In vitro priming response in dorsal root ganglia partially mimics injury-driven pre-conditioning response and reprograms neurons for enhanced outgrowth

Highlights

• Peripheral nerve injury pre-conditions sensory neurons for regeneration.

• We generated an in vitro model that partially mimics the pre-conditioning response.

• This model shows non-classical molecular changes supporting neuron regeneration.

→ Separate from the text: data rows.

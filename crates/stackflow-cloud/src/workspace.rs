//! Workspace: the stacks of one project in one backend

use crate::error::{CloudError, Result};
use crate::program::Program;
use crate::provider::ProviderRegistry;
use crate::stack::{Stack, StackPhase};
use crate::state::{StackId, StackState, StateBackend};
use std::sync::Arc;
use thiserror::Error;

/// Outcome of [`Workspace::select_or_create`]
#[derive(Debug)]
pub enum Acquisition {
    /// The stack already existed
    Selected(Stack),
    /// The stack did not exist and was created
    Created(Stack),
    /// Selection found nothing, but another writer created the stack first
    RaceLost(CloudError),
}

/// Failures of [`Workspace::select_or_create`] other than a lost race
#[derive(Error, Debug)]
pub enum AcquireError {
    #[error("Error selecting stack: {0}")]
    Selection(CloudError),

    #[error("Error creating stack: {0}")]
    Creation(CloudError),
}

/// Entry point for working with the stacks of a project
#[derive(Clone)]
pub struct Workspace {
    project: String,
    backend: Arc<dyn StateBackend>,
    providers: Arc<ProviderRegistry>,
}

impl Workspace {
    pub fn new(
        project: impl Into<String>,
        backend: Arc<dyn StateBackend>,
        providers: ProviderRegistry,
    ) -> Self {
        Self {
            project: project.into(),
            backend,
            providers: Arc::new(providers),
        }
    }

    pub fn project(&self) -> &str {
        &self.project
    }

    pub fn backend(&self) -> &Arc<dyn StateBackend> {
        &self.backend
    }

    pub fn stack_id(&self, stack: &str) -> Result<StackId> {
        StackId::new(self.project.clone(), stack)
    }

    fn bind(&self, id: StackId, program: Program, phase: StackPhase) -> Stack {
        Stack::new(
            id,
            program,
            Arc::clone(&self.backend),
            Arc::clone(&self.providers),
            phase,
        )
    }

    /// Select an existing stack; fails with [`CloudError::StackNotFound`] otherwise
    pub async fn select_stack(&self, stack: &str, program: Program) -> Result<Stack> {
        let id = self.stack_id(stack)?;
        self.backend.load(&id).await?;
        tracing::debug!("Selected stack {}", id);
        Ok(self.bind(id, program, StackPhase::Selected))
    }

    /// Create a new stack; fails with [`CloudError::StackAlreadyExists`] if present
    pub async fn create_stack(&self, stack: &str, program: Program) -> Result<Stack> {
        let id = self.stack_id(stack)?;
        self.backend.create(&StackState::new(&id)).await?;
        tracing::info!("Created stack {} in {}", id, self.backend.describe());
        Ok(self.bind(id, program, StackPhase::Created))
    }

    /// Select the stack, creating it when it does not exist yet
    ///
    /// Exactly one creation attempt is made. When it reports that the stack
    /// already exists the race is reported as [`Acquisition::RaceLost`] and
    /// nothing is retried.
    pub async fn select_or_create(
        &self,
        stack: &str,
        program: Program,
    ) -> std::result::Result<Acquisition, AcquireError> {
        match self.select_stack(stack, program.clone()).await {
            Ok(handle) => Ok(Acquisition::Selected(handle)),
            Err(e) if e.is_not_found() => {
                tracing::info!("Stack not found, trying to create it: {}", e);
                match self.create_stack(stack, program).await {
                    Ok(handle) => Ok(Acquisition::Created(handle)),
                    Err(e) if e.is_conflict() => {
                        tracing::warn!("Stack was created concurrently: {}", e);
                        Ok(Acquisition::RaceLost(e))
                    }
                    Err(e) => Err(AcquireError::Creation(e)),
                }
            }
            Err(e) => Err(AcquireError::Selection(e)),
        }
    }

    /// Stack names of the project, sorted
    pub async fn list_stacks(&self) -> Result<Vec<String>> {
        self.backend.list(&self.project).await
    }

    /// Remove a stack's state
    ///
    /// Refuses to forget a stack that still records resources unless `force`.
    pub async fn remove_stack(&self, stack: &str, force: bool) -> Result<()> {
        let id = self.stack_id(stack)?;
        let _lock = self.backend.lock(&id).await?;
        let state = self.backend.load(&id).await?;

        if !state.resources.is_empty() && !force {
            return Err(CloudError::InvalidState(format!(
                "stack {} still manages {} resource(s); destroy it first or force removal",
                id,
                state.resources.len()
            )));
        }

        self.backend.remove(&id).await?;
        tracing::info!("Removed stack {}", id);
        Ok(())
    }
}

impl std::fmt::Debug for Workspace {
    fn fmt(&self, f: &mut std::fmt::Formatter<'_>) -> std::fmt::Result {
        f.debug_struct("Workspace")
            .field("project", &self.project)
            .field("backend", &self.backend.describe())
            .field("providers", &self.providers)
            .finish()
    }
}
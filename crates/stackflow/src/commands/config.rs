use crate::ConfigCommands;
use crate::context::CliContext;
use colored::Colorize;
use stackflow_cloud::ConfigValue;

pub async fn handle(ctx: &CliContext, cmd: ConfigCommands) -> anyhow::Result<()> {
    match cmd {
        ConfigCommands::List => {
            let stack = ctx.select().await?;
            let config = stack.get_all_config().await?;
            if config.is_empty() {
                println!("{}", "No configuration set".yellow());
            }
            for (key, value) in config.iter() {
                println!("{} = {}", key.cyan(), value);
            }
        }
        ConfigCommands::Get { key } => {
            let stack = ctx.select().await?;
            match stack.get_config(&key).await? {
                Some(value) => println!("{}", value.value),
                None => anyhow::bail!("Configuration key '{}' is not set", key),
            }
        }
        ConfigCommands::Set { key, value, secret } => {
            let mut stack = ctx.select_or_create().await?;
            let value = if secret {
                ConfigValue::secret(value)
            } else {
                ConfigValue::plain(value)
            };
            stack.set_config(&key, value).await?;
            println!("{} {}", "✓ Set".green(), key.cyan());
        }
        ConfigCommands::Rm { key } => {
            let mut stack = ctx.select().await?;
            if stack.remove_config(&key).await? {
                println!("{} {}", "✓ Removed".green(), key.cyan());
            } else {
                println!("{} is not set", key.cyan());
            }
        }
    }
    Ok(())
}
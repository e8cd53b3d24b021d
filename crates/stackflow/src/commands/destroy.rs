use crate::context::CliContext;
use crate::sink::ConsoleSink;
use colored::Colorize;

pub async fn handle(ctx: &CliContext, yes: bool) -> anyhow::Result<()> {
    ctx.print_header();
    let mut stack = ctx.select().await?;

    if !yes {
        println!();
        println!(
            "{}",
            format!("Warning: every resource of stack '{}' will be deleted.", stack.name()).yellow()
        );
        println!("Pass --yes to proceed");
        return Ok(());
    }

    println!();
    let mut sink = ConsoleSink;
    let result = stack.destroy(&mut sink).await?;
    println!(
        "{}",
        format!(
            "Destroy succeeded! ({} resource(s) deleted)",
            result.summary.change_count("delete")
        )
        .green()
        .bold()
    );
    Ok(())
}
//! `aws:*` stack configuration

use crate::error::{AwsError, Result};
use serde::Deserialize;
use stackflow_cloud::ProviderConfig;
use std::collections::BTreeMap;

pub const DEFAULT_REGION: &str = "us-east-1";

/// Provider settings read from the `aws` configuration namespace
#[derive(Debug, Clone, PartialEq, Eq)]
pub struct AwsSettings {
    pub region: String,
    pub access_key: Option<String>,
    pub secret_key: Option<String>,
    pub force_path_style: bool,
    pub skip_credentials_validation: bool,
    pub skip_requesting_account_id: bool,
    /// Endpoint override for the S3 service
    pub s3_endpoint: Option<String>,
}

impl Default for AwsSettings {
    fn default() -> Self {
        Self {
            region: DEFAULT_REGION.to_string(),
            access_key: None,
            secret_key: None,
            force_path_style: false,
            skip_credentials_validation: false,
            skip_requesting_account_id: false,
            s3_endpoint: None,
        }
    }
}

/// `aws:endpoints` accepts a list of `{service: url}` objects or a single object
#[derive(Deserialize)]
#[serde(untagged)]
enum Endpoints {
    List(Vec<BTreeMap<String, String>>),
    Single(BTreeMap<String, String>),
}

impl Endpoints {
    fn find(self, service: &str) -> Option<String> {
        match self {
            Endpoints::List(entries) => entries
                .into_iter()
                .find_map(|mut entry| entry.remove(service)),
            Endpoints::Single(mut entry) => entry.remove(service),
        }
    }
}

impl AwsSettings {
    pub fn from_config(config: &ProviderConfig) -> Result<Self> {
        let region = config
            .get("region")
            .map(str::trim)
            .filter(|r| !r.is_empty())
            .unwrap_or(DEFAULT_REGION)
            .to_string();

        let access_key = config.get("accessKey").map(str::to_string);
        let secret_key = config.get("secretKey").map(str::to_string);
        if access_key.is_some() != secret_key.is_some() {
            return Err(AwsError::InvalidConfig(
                "aws:accessKey and aws:secretKey must be set together".to_string(),
            ));
        }

        let path_style_key = ["s3ForcePathStyle", "s3_force_path_style"]
            .into_iter()
            .find(|key| config.get(key).is_some());
        let force_path_style = match path_style_key {
            Some(key) => config.get_bool(key)?.unwrap_or(false),
            None => false,
        };

        let endpoints: Option<Endpoints> = config.get_json("endpoints")?;
        let s3_endpoint = endpoints.and_then(|e| e.find("s3"));
        if let Some(url) = &s3_endpoint {
            if !(url.starts_with("http://") || url.starts_with("https://")) {
                return Err(AwsError::InvalidConfig(format!(
                    "S3 endpoint must be an http(s) URL, got: {}",
                    url
                )));
            }
        }

        Ok(Self {
            region,
            access_key,
            secret_key,
            force_path_style,
            skip_credentials_validation: config
                .get_bool("skipCredentialsValidation")?
                .unwrap_or(false),
            skip_requesting_account_id: config
                .get_bool("skipRequestingAccountId")?
                .unwrap_or(false),
            s3_endpoint,
        })
    }

    /// Static credentials, when both keys are configured
    pub fn static_credentials(&self) -> Option<(&str, &str)> {
        match (&self.access_key, &self.secret_key) {
            (Some(ak), Some(sk)) => Some((ak.as_str(), sk.as_str())),
            _ => None,
        }
    }
}

#[cfg(test)]
mod tests {
    use super::*;

    fn local_config() -> ProviderConfig {
        ProviderConfig::new("aws")
            .with("region", "us-east-1")
            .with("accessKey", "test")
            .with("secretKey", "test")
            .with("s3_force_path_style", "true")
            .with("skipCredentialsValidation", "true")
            .with("skipRequestingAccountId", "true")
            .with("endpoints", r#"[{"s3": "http://localhost:4566"}]"#)
    }

    #[test]
    fn test_defaults() {
        let settings = AwsSettings::from_config(&ProviderConfig::new("aws")).unwrap();
        assert_eq!(settings, AwsSettings::default());
        assert_eq!(settings.region, "us-east-1");
        assert!(settings.static_credentials().is_none());
    }

    #[test]
    fn test_local_emulator_config() {
        let settings = AwsSettings::from_config(&local_config()).unwrap();
        assert_eq!(settings.static_credentials(), Some(("test", "test")));
        assert!(settings.force_path_style);
        assert!(settings.skip_credentials_validation);
        assert!(settings.skip_requesting_account_id);
        assert_eq!(settings.s3_endpoint.as_deref(), Some("http://localhost:4566"));
    }

    #[test]
    fn test_camel_case_path_style() {
        let config = ProviderConfig::new("aws").with("s3ForcePathStyle", "true");
        assert!(AwsSettings::from_config(&config).unwrap().force_path_style);
    }

    #[test]
    fn test_single_endpoint_object() {
        let config = ProviderConfig::new("aws")
            .with("endpoints", r#"{"s3": "https://s3.example.test", "sqs": "http://q"}"#);
        let settings = AwsSettings::from_config(&config).unwrap();
        assert_eq!(settings.s3_endpoint.as_deref(), Some("https://s3.example.test"));
    }

    #[test]
    fn test_endpoints_without_s3() {
        let config = ProviderConfig::new("aws").with("endpoints", r#"[{"dynamodb": "http://localhost:4566"}]"#);
        assert!(AwsSettings::from_config(&config).unwrap().s3_endpoint.is_none());
    }

    #[test]
    fn test_invalid_values() {
        let config = ProviderConfig::new("aws").with("accessKey", "only-half");
        assert!(matches!(
            AwsSettings::from_config(&config),
            Err(AwsError::InvalidConfig(_))
        ));

        let config = ProviderConfig::new("aws").with("skipCredentialsValidation", "maybe");
        assert!(matches!(
            AwsSettings::from_config(&config),
            Err(AwsError::CloudError(_))
        ));

        let config = ProviderConfig::new("aws").with("endpoints", "not json");
        assert!(AwsSettings::from_config(&config).is_err());

        let config = ProviderConfig::new("aws").with("endpoints", r#"[{"s3": "localhost:4566"}]"#);
        assert!(AwsSettings::from_config(&config).is_err());
    }
}
//! Action types for cloud resource management

use crate::provider::ResourceSet;
use crate::state::ProviderState;
use serde::{Deserialize, Serialize};
use std::collections::HashMap;

/// Represents a planned action for a cloud resource
#[derive(Debug, Clone, Serialize, Deserialize)]
pub struct Action {
    /// Unique identifier for the action
    pub id: String,

    /// Type of action to perform
    pub action_type: ActionType,

    /// Provider responsible for the resource
    pub provider: String,

    /// Resource type (e.g., "s3-bucket")
    pub resource_type: String,

    /// Logical resource identifier
    pub resource_id: String,

    /// Description of the action
    pub description: String,

    /// Additional details about the action
    pub details: HashMap<String, serde_json::Value>,
}

impl Action {
    fn new(provider: &str, action_type: ActionType, resource_type: &str, resource_id: &str) -> Self {
        let description = match action_type {
            ActionType::Create => format!("create {} {}", resource_type, resource_id),
            ActionType::Update => format!("update {} {}", resource_type, resource_id),
            ActionType::Delete => format!("delete {} {}", resource_type, resource_id),
            ActionType::NoOp => format!("{} {} is up to date", resource_type, resource_id),
        };

        Self {
            id: format!("{}-{}-{}", action_type, resource_type, resource_id),
            action_type,
            provider: provider.to_string(),
            resource_type: resource_type.to_string(),
            resource_id: resource_id.to_string(),
            description,
            details: HashMap::new(),
        }
    }

    /// Resource key (type:id) within the provider
    pub fn resource_key(&self) -> String {
        format!("{}:{}", self.resource_type, self.resource_id)
    }

    /// Key of the resource in the stack state (provider:type:id)
    pub fn state_key(&self) -> String {
        format!("{}:{}", self.provider, self.resource_key())
    }
}

/// Type of action to perform
#[derive(Debug, Clone, Copy, PartialEq, Eq, Serialize, Deserialize)]
#[serde(rename_all = "snake_case")]
pub enum ActionType {
    /// Create a new resource
    Create,
    /// Update an existing resource
    Update,
    /// Delete a resource
    Delete,
    /// No changes needed
    NoOp,
}

impl std::fmt::Display for ActionType {
    fn fmt(&self, f: &mut std::fmt::Formatter<'_>) -> std::fmt::Result {
        match self {
            ActionType::Create => write!(f, "create"),
            ActionType::Update => write!(f, "update"),
            ActionType::Delete => write!(f, "delete"),
            ActionType::NoOp => write!(f, "no-op"),
        }
    }
}

/// Result of applying actions
#[derive(Debug, Clone, Serialize, Deserialize)]
pub struct ApplyResult {
    /// Successfully applied actions
    pub succeeded: Vec<ActionResult>,

    /// Failed actions
    pub failed: Vec<ActionResult>,

    /// Total execution time in milliseconds
    pub duration_ms: u64,
}

impl ApplyResult {
    pub fn new() -> Self {
        Self {
            succeeded: Vec::new(),
            failed: Vec::new(),
            duration_ms: 0,
        }
    }

    pub fn is_success(&self) -> bool {
        self.failed.is_empty()
    }

    pub fn add_success(&mut self, action_id: String, message: String) {
        self.succeeded.push(ActionResult {
            action_id,
            success: true,
            message,
            error: None,
        });
    }

    pub fn add_failure(&mut self, action_id: String, error: String) {
        self.failed.push(ActionResult {
            action_id,
            success: false,
            message: String::new(),
            error: Some(error),
        });
    }
}

impl Default for ApplyResult {
    fn default() -> Self {
        Self::new()
    }
}

/// Result of a single action
#[derive(Debug, Clone, Serialize, Deserialize)]
pub struct ActionResult {
    /// ID of the action
    pub action_id: String,

    /// Whether the action succeeded
    pub success: bool,

    /// Success message
    pub message: String,

    /// Error message if failed
    pub error: Option<String>,
}

/// Plan containing all actions to be applied
#[derive(Debug, Clone, Serialize, Deserialize)]
pub struct Plan {
    /// List of actions to perform
    pub actions: Vec<Action>,

    /// Whether the plan has any changes
    pub has_changes: bool,
}

impl Plan {
    pub fn new(actions: Vec<Action>) -> Self {
        let has_changes = actions.iter().any(|a| a.action_type != ActionType::NoOp);
        Self {
            actions,
            has_changes,
        }
    }

    pub fn empty() -> Self {
        Self {
            actions: Vec::new(),
            has_changes: false,
        }
    }

    /// Compute the actions that converge `current` to `desired` for one provider
    ///
    /// Creates and updates come first in resource-key order, deletes last.
    pub fn diff(provider: &str, desired: &ResourceSet, current: &ProviderState) -> Self {
        let mut actions = Vec::new();

        for resource in desired.iter().filter(|r| r.provider == provider) {
            let action_type = match current.get(&resource.key()) {
                None => ActionType::Create,
                Some(existing) if existing.inputs != resource.config => ActionType::Update,
                Some(_) => ActionType::NoOp,
            };

            let mut action = Action::new(provider, action_type, &resource.resource_type, &resource.id);
            if action_type == ActionType::Update {
                action.details.insert("desired".to_string(), resource.config.clone());
            }
            actions.push(action);
        }

        let mut orphans: Vec<_> = current
            .iter()
            .filter(|(key, _)| !desired.resources.contains_key(*key))
            .collect();
        orphans.sort_by(|a, b| a.0.cmp(b.0));

        for (key, state) in orphans {
            let resource_id = key
                .strip_prefix(&format!("{}:", state.resource_type))
                .unwrap_or(key.as_str());
            let mut action = Action::new(provider, ActionType::Delete, &state.resource_type, resource_id);
            action
                .details
                .insert("physical_id".to_string(), serde_json::json!(state.id));
            actions.push(action);
        }

        Self::new(actions)
    }

    /// Append the actions of another plan
    pub fn extend(&mut self, other: Plan) {
        self.has_changes |= other.has_changes;
        self.actions.extend(other.actions);
    }

    /// Get actions by type
    pub fn actions_by_type(&self, action_type: ActionType) -> Vec<&Action> {
        self.actions
            .iter()
            .filter(|a| a.action_type == action_type)
            .collect()
    }

    /// Summary of the plan
    pub fn summary(&self) -> PlanSummary {
        PlanSummary {
            create: self.actions_by_type(ActionType::Create).len(),
            update: self.actions_by_type(ActionType::Update).len(),
            delete: self.actions_by_type(ActionType::Delete).len(),
            no_change: self.actions_by_type(ActionType::NoOp).len(),
        }
    }
}

/// Summary of planned actions
#[derive(Debug, Clone, Copy, Default, PartialEq, Eq, Serialize, Deserialize)]
pub struct PlanSummary {
    pub create: usize,
    pub update: usize,
    pub delete: usize,
    pub no_change: usize,
}

impl std::fmt::Display for PlanSummary {
    fn fmt(&self, f: &mut std::fmt::Formatter<'_>) -> std::fmt::Result {
        write!(
            f,
            "{} to create, {} to update, {} to delete, {} unchanged",
            self.create, self.update, self.delete, self.no_change
        )
    }
}

#[cfg(test)]
mod tests {
    use super::*;
    use crate::provider::ResourceConfig;
    use crate::state::ResourceState;
    use serde_json::json;

    fn bucket(id: &str, config: serde_json::Value) -> ResourceConfig {
        ResourceConfig::new("s3-bucket", id, "aws", config)
    }

    fn recorded(id: &str, inputs: serde_json::Value) -> (String, ResourceState) {
        (
            format!("s3-bucket:{}", id),
            ResourceState::new(format!("{}-1234567", id), "s3-bucket").with_inputs(inputs),
        )
    }

    #[test]
    fn test_diff_empty_state_creates_everything() {
        let mut desired = ResourceSet::new();
        desired.add(bucket("demo", json!({})));

        let plan = Plan::diff("aws", &desired, &ProviderState::new());
        assert!(plan.has_changes);
        assert_eq!(plan.summary().create, 1);
        assert_eq!(plan.actions[0].state_key(), "aws:s3-bucket:demo");
    }

    #[test]
    fn test_diff_classifies_changes() {
        let mut desired = ResourceSet::new();
        desired.add(bucket("same", json!({"tags": {"env": "dev"}})));
        desired.add(bucket("changed", json!({"tags": {"env": "prod"}})));

        let mut current = ProviderState::new();
        for (key, state) in [
            recorded("same", json!({"tags": {"env": "dev"}})),
            recorded("changed", json!({"tags": {"env": "dev"}})),
            recorded("gone", json!({})),
        ] {
            current.add(key, state);
        }

        let plan = Plan::diff("aws", &desired, &current);
        let summary = plan.summary();
        assert_eq!(summary.update, 1);
        assert_eq!(summary.no_change, 1);
        assert_eq!(summary.delete, 1);
        assert_eq!(summary.create, 0);

        let delete = plan.actions_by_type(ActionType::Delete)[0];
        assert_eq!(delete.resource_id, "gone");
        assert_eq!(plan.actions.last().unwrap().action_type, ActionType::Delete);
    }

    #[test]
    fn test_diff_no_changes() {
        let mut desired = ResourceSet::new();
        desired.add(bucket("demo", json!({})));
        let mut current = ProviderState::new();
        let (key, state) = recorded("demo", json!({}));
        current.add(key, state);

        let plan = Plan::diff("aws", &desired, &current);
        assert!(!plan.has_changes);
        assert_eq!(
            plan.summary().to_string(),
            "0 to create, 0 to update, 0 to delete, 1 unchanged"
        );
    }
}
#[cfg(test)]
mod tests {
    use super::*;
    use crate::config::ConfigValue;
    use tempfile::tempdir;

    fn dev() -> StackId {
        StackId::new("bucket-daemon", "dev").unwrap()
    }

    #[test]
    fn test_stack_id_validation() {
        assert!(StackId::new("p", "dev").is_ok());
        assert!(StackId::new("p", "feature_1.2-x").is_ok());
        assert!(StackId::new("p", "").is_err());
        assert!(StackId::new("p", "../etc").is_err());
        assert!(StackId::new("p", ".hidden").is_err());
        assert!(StackId::new("p/q", "dev").is_err());
        assert!(StackId::new("p", "a".repeat(101)).is_err());
    }

    #[tokio::test]
    async fn test_state_save_load() {
        let temp_dir = tempdir().unwrap();
        let manager = StateManager::new(temp_dir.path());

        let mut state = StackState::new(&dev());
        state.config.set("aws:region", ConfigValue::plain("us-east-1"));
        state.set_resource(
            "aws:s3-bucket:demo".to_string(),
            ResourceState::new("demo-1a2b3c4", "s3-bucket")
                .with_status(ResourceStatus::Ready)
                .with_attribute("bucket", serde_json::json!("demo-1a2b3c4")),
        );

        manager.create(&state).await.unwrap();
        manager.save(&state).await.unwrap();

        let loaded = manager.load(&dev()).await.unwrap();
        assert_eq!(loaded.resources.len(), 1);
        assert!(loaded.resources.contains_key("aws:s3-bucket:demo"));
        assert_eq!(loaded.config.get("aws:region").unwrap().value, "us-east-1");
        assert_eq!(loaded.provider_state("aws").resources.len(), 1);
        assert!(loaded.provider_state("aws").get("s3-bucket:demo").is_some());
        assert_eq!(loaded.providers(), vec!["aws".to_string()]);
        assert!(temp_dir
            .path()
            .join("stacks/bucket-daemon/dev.json.backup")
            .exists());
    }

    #[tokio::test]
    async fn test_missing_stack_is_not_found() {
        let temp_dir = tempdir().unwrap();
        let manager = StateManager::new(temp_dir.path());

        let err = manager.load(&dev()).await.unwrap_err();
        assert!(err.is_not_found());
        assert!(manager.remove(&dev()).await.unwrap_err().is_not_found());
    }

    #[tokio::test]
    async fn test_create_twice_conflicts() {
        let temp_dir = tempdir().unwrap();
        let manager = StateManager::new(temp_dir.path());

        manager.create(&StackState::new(&dev())).await.unwrap();
        let err = manager.create(&StackState::new(&dev())).await.unwrap_err();
        assert!(err.is_conflict());
    }

    #[tokio::test]
    async fn test_create_publishes_complete_file() {
        let temp_dir = tempdir().unwrap();
        let manager = StateManager::new(temp_dir.path());
        let dir = temp_dir.path().join("stacks/bucket-daemon");

        let mut state = StackState::new(&dev());
        state.config.set("aws:region", ConfigValue::plain("us-east-1"));
        manager.create(&state).await.unwrap();

        let mut losing = StackState::new(&dev());
        losing.config.set("aws:region", ConfigValue::plain("eu-west-1"));
        assert!(manager.create(&losing).await.unwrap_err().is_conflict());

        // The winner's document is intact and no temp files are left over
        let loaded = manager.load(&dev()).await.unwrap();
        assert_eq!(loaded.config.get("aws:region").unwrap().value, "us-east-1");
        let names: Vec<String> = std::fs::read_dir(&dir)
            .unwrap()
            .map(|e| e.unwrap().file_name().to_string_lossy().into_owned())
            .collect();
        assert_eq!(names, vec!["dev.json".to_string()]);
    }

    #[tokio::test]
    async fn test_concurrent_creates_have_one_winner() {
        let temp_dir = tempdir().unwrap();
        let manager = Arc::new(StateManager::new(temp_dir.path()));

        let handles: Vec<_> = (0..8)
            .map(|_| {
                let manager = Arc::clone(&manager);
                tokio::spawn(async move { manager.create(&StackState::new(&dev())).await })
            })
            .collect();

        let mut created = 0;
        for handle in handles {
            match handle.await.unwrap() {
                Ok(()) => created += 1,
                Err(e) => assert!(e.is_conflict(), "unexpected error: {}", e),
            }
        }
        assert_eq!(created, 1);
        assert!(manager.load(&dev()).await.is_ok());
    }

    #[tokio::test]
    async fn test_list_and_remove() {
        let temp_dir = tempdir().unwrap();
        let manager = StateManager::new(temp_dir.path());

        for name in ["prod", "dev"] {
            let id = StackId::new("bucket-daemon", name).unwrap();
            manager.create(&StackState::new(&id)).await.unwrap();
        }
        manager.save(&StackState::new(&dev())).await.unwrap();

        assert_eq!(manager.list("bucket-daemon").await.unwrap(), vec!["dev", "prod"]);
        assert!(manager.list("other").await.unwrap().is_empty());

        manager.remove(&dev()).await.unwrap();
        assert_eq!(manager.list("bucket-daemon").await.unwrap(), vec!["prod"]);
    }

    #[tokio::test]
    async fn test_lock_is_exclusive_until_released() {
        let temp_dir = tempdir().unwrap();
        let manager = StateManager::new(temp_dir.path());

        let lock = manager.lock(&dev()).await.unwrap();
        let err = manager.lock(&dev()).await.unwrap_err();
        assert!(matches!(err, CloudError::LockError(_)));

        lock.release();
        let again = manager.lock(&dev()).await.unwrap();
        drop(again);
        assert!(!temp_dir.path().join("stacks/bucket-daemon/dev.lock").exists());
    }

    #[tokio::test]
    async fn test_stale_lock_is_replaced() {
        let temp_dir = tempdir().unwrap();
        let manager = StateManager::new(temp_dir.path());
        let dir = temp_dir.path().join("stacks/bucket-daemon");
        std::fs::create_dir_all(&dir).unwrap();

        let stale = LockInfo {
            holder: "old-host".to_string(),
            acquired_at: Utc::now() - chrono::Duration::hours(2),
        };
        std::fs::write(dir.join("dev.lock"), serde_json::to_string(&stale).unwrap()).unwrap();

        assert!(manager.lock(&dev()).await.is_ok());
    }

    #[tokio::test]
    async fn test_memory_backend() {
        let backend = MemoryBackend::new();
        assert!(backend.load(&dev()).await.unwrap_err().is_not_found());

        backend.create(&StackState::new(&dev())).await.unwrap();
        assert!(backend.create(&StackState::new(&dev())).await.unwrap_err().is_conflict());
        assert_eq!(backend.list("bucket-daemon").await.unwrap(), vec!["dev"]);

        let lock = backend.lock(&dev()).await.unwrap();
        assert!(backend.lock(&dev()).await.is_err());
        drop(lock);
        assert!(backend.lock(&dev()).await.is_ok());
    }

    #[test]
    fn test_update_summary_counts() {
        let summary = UpdateSummary::new(OperationKind::Update, Utc::now())
            .with_change("create", 1)
            .with_change("update", 0);
        assert_eq!(summary.change_count("create"), 1);
        assert_eq!(summary.change_count("update"), 0);
        assert!(!summary.resource_changes.contains_key("update"));
    }
}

• This in vitro model will enable analysis of the molecular basis of neuron regeneration.

Abstract

Peripheral nerve injuries have the potential to bring about long-term disabilities in individuals. The major issue in repairing nerve injuries is the poor growth rate of axons. Although several molecules have been identified as potential candidates for improving axon growth, their potential translation into clinical practice is preliminary and largely unexplored. This necessitates identifying additional molecular candidates with superior potential to improve axon growth. Lack of a simple non-surgical screening model also poses a hurdle in rapidly screening potential candidate molecules. In this work, we developed a novel, rapid screening model for nerve regeneration therapeutics that retains a focus on adult neurons. The model involves simple incubation of sensory ganglia over a period of 24 h prior to dissociation. Surprisingly, this model features unique events that reprogram both sensory neurons and supporting glia favoring axon growth. Moreover, several associated cellular and molecular changes involved in this model partially mimic classic axotomy-induced changes in sensory ganglia. Overall, this model presents with a platform that not only allows rapid screening of drug candidates but offers opportunities in studying novel intrinsic molecular changes in both neurons and glial cells directed towards improving the pace of axon growth.

Introduction

Peripheral nerve injuries can occur due to accidents, sports injuries, or medical conditions, and lead to loss of essential functions. Surgical intervention is the only clinical treatment of choice at present (Hussain et al., 2020). However, although surgery can reconnect injured nerves, the poor growth rate of axons maintains denervation of target muscles for an extended period resulting in irreversible muscular atrophy and permanent disability (Gordon, 2016; Zochodne, 2012). Therefore, novel strategies that can improve the pace of axon growth should be identified to manage peripheral nerve injuries.

Previous research had identified a family of proteins called neurotrophic factors with the ability to improve axon growth. This family of proteins includes NGF, BDNF, NT3, NT4/5, CNTF, and others (Duraikannu et al., 2019; Verge et al., 1996). Axotomy induces the expression of neurotrophic factors in sensory ganglia. The collective events of axotomy-induced changes in neurotrophic factors and other growth regulatory molecules in the sensory ganglia, which prime the neurons for regeneration, is called ‘pre-conditioning’, or ‘in vivo priming’ of neurons (Neumann and Woolf, 1999). Classically, neurons and supporting satellite glial cells (SGCs) both undergo priming after axotomy (Christie et al., 2015). The in vivo priming model has been extensively used to understand the trophic actions of neurotrophic factors and other growth regulatory molecules (Krishnan et al., 2018a; Martinez et al., 2015; Geremia et al., 2010). This model has also enabled the identification of growth suppressors and neurodegenerative molecules in regenerating neurons (Christie et al., 2010; Christie et al., 2014; Duraikannu et al., 2018).

The in vivo priming model requires animals to undergo axotomy and survival for at least three days for the priming to occur. Here, we examined the utility of a novel model to replace the axotomy-induced priming model and to avoid the morbidity of a pre-harvesting axotomy. In our new model, the DRGs were primed in vitro by simple incubation without a prior axotomy procedure. Interestingly, we found that in vitro priming accelerates the growth response in neurons, partially mimicking in vivo pre-conditioning response. The approach appears to reprogram both neurons and SGCs in a non-classic manner, indicating that this model also has the potential to reveal additional novel molecular targets for nerve regeneration.